— ACTIVITY —
Go through the records and filter out every line lacking the word "static"; copy the lines that remain.

(Data entries)
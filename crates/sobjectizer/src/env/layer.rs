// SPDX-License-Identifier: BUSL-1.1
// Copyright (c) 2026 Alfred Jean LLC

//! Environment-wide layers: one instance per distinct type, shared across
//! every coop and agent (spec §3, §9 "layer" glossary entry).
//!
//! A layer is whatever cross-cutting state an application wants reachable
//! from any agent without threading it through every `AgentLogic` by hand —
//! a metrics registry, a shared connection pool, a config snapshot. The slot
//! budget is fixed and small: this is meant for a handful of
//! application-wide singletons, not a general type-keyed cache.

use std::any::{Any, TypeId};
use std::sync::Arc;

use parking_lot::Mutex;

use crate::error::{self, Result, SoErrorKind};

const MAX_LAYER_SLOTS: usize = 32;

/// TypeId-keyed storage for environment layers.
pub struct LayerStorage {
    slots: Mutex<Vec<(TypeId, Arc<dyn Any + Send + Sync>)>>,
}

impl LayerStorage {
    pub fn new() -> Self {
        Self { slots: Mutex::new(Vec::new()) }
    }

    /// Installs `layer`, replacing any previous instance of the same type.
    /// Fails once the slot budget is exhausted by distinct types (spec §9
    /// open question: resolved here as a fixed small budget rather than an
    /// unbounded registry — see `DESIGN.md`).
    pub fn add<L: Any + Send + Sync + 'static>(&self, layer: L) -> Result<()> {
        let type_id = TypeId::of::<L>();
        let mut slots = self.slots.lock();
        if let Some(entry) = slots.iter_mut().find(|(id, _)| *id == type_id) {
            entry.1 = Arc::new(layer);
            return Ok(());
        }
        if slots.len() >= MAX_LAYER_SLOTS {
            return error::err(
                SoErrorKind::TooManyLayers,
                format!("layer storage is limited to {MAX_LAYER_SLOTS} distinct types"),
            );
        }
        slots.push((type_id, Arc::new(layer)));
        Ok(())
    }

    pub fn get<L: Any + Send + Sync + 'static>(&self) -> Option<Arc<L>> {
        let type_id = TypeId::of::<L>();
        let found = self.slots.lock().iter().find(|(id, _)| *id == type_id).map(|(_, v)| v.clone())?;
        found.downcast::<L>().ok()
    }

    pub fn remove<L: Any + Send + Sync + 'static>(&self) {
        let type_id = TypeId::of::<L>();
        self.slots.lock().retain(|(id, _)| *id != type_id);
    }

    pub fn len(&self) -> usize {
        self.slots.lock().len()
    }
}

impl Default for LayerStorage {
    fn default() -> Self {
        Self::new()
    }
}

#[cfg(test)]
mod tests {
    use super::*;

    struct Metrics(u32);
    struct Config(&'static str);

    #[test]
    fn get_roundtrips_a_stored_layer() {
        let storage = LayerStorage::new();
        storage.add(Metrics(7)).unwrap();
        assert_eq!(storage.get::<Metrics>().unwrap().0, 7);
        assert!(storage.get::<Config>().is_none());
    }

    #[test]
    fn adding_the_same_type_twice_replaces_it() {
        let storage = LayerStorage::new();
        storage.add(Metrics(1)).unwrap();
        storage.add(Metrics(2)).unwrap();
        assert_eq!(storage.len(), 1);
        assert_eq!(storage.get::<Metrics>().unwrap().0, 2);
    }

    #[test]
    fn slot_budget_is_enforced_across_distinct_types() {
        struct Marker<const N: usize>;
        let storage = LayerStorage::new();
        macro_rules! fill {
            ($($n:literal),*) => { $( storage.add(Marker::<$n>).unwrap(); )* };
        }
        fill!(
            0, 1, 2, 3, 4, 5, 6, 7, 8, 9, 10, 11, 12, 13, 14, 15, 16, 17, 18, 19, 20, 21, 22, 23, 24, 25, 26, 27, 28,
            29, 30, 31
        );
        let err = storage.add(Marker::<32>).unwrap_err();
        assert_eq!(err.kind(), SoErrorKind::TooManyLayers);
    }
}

— SOLVED EXERCISE —
    pub fn add<L: Any + Send + Sync + 'static>(&self, layer: L) -> Result<()> {
    pub fn get<L: Any + Send + Sync + 'static>(&self) -> Option<Arc<L>> {
    pub fn remove<L: Any + Send + Sync + 'static>(&self) {
    struct Config(&'static str);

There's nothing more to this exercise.